In the data below, find each line containing the string "runtime" and return it.

[Opening Extracted data section]

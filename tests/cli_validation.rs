//! Flag and format validation that must fail before any network I/O. The
//! endpoint points nowhere, so reaching the runtime would surface as a
//! connection error instead of the expected message.
mod support;

use predicates::prelude::*;
use support::crictl;

const NOWHERE: &str = "--runtime-endpoint=unix:///nonexistent/crictl-test.sock";

#[test]
fn events_rejects_unknown_output_format() {
    crictl()
        .args([NOWHERE, "events", "--output=ini"])
        .assert()
        .code(1)
        .stdout(predicate::str::is_empty())
        .stderr(predicate::str::is_match("don't support .* format").unwrap());
}

#[test]
fn events_rejects_template_without_go_template_format() {
    crictl()
        .args([NOWHERE, "events", "--template={{.containerID}}"])
        .assert()
        .code(1)
        .stdout(predicate::str::is_empty())
        .stderr(predicate::str::is_match("template can't be used with .* format").unwrap());
}

#[test]
fn events_rejects_unparsable_template() {
    crictl()
        .args([NOWHERE, "events", "--output=go-template", "--template={{"])
        .assert()
        .code(1)
        .stderr(predicate::str::contains("failed to parse go-template"));
}

#[test]
fn listing_verbs_validate_format_too() {
    for verb in ["ps", "pods", "images"] {
        crictl()
            .args([NOWHERE, verb, "-o", "toml"])
            .assert()
            .code(1)
            .stderr(predicate::str::contains("don't support \"toml\" format"));
    }
}

#[test]
fn info_has_no_table_format() {
    crictl()
        .args([NOWHERE, "info", "-o", "table"])
        .assert()
        .code(1)
        .stderr(predicate::str::contains("don't support \"table\" format"));
}

#[test]
fn exec_sync_conflicts_with_tty() {
    crictl()
        .args([NOWHERE, "exec", "--sync", "--tty", "abc", "true"])
        .assert()
        .code(1)
        .stderr(predicate::str::contains("--sync cannot be combined"));
}

#[test]
fn exec_timeout_requires_sync() {
    crictl()
        .args([NOWHERE, "exec", "--timeout=5", "abc", "true"])
        .assert()
        .code(1)
        .stderr(predicate::str::contains("--timeout requires --sync"));
}

#[test]
fn port_forward_rejects_bad_mapping() {
    crictl()
        .args([NOWHERE, "port-forward", "pod", "8080:http"])
        .assert()
        .code(1)
        .stderr(predicate::str::contains("invalid port mapping"));
}

#[test]
fn unknown_verb_is_a_usage_error() {
    crictl()
        .arg("frobnicate")
        .assert()
        .code(1)
        .stdout(predicate::str::is_empty())
        .stderr(predicate::str::contains("frobnicate"));
}

#[test]
fn missing_required_ids_is_a_usage_error() {
    crictl().args([NOWHERE, "inspect"]).assert().code(1);
}

#[test]
fn help_exits_zero() {
    crictl()
        .arg("--help")
        .assert()
        .success()
        .stdout(predicate::str::contains("port-forward"));
}

#[test]
fn unreachable_endpoint_reports_connection_failure() {
    crictl()
        .args([NOWHERE, "--timeout=1s", "version"])
        .assert()
        .code(1)
        .stderr(predicate::str::contains("failed to connect to endpoint"));
}

#[test]
fn explicit_missing_config_file_fails() {
    support::crictl_without_config()
        .args(["--config=/nonexistent/crictl.yaml", NOWHERE, "version"])
        .assert()
        .code(1)
        .stderr(predicate::str::contains("failed to load config file"));
}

[Closing Extracted data section]

» Reply
//! endpoint points nowhere, so reaching the runtime would surface as a
const NOWHERE: &str = "--runtime-endpoint=unix:///nonexistent/crictl-test.sock";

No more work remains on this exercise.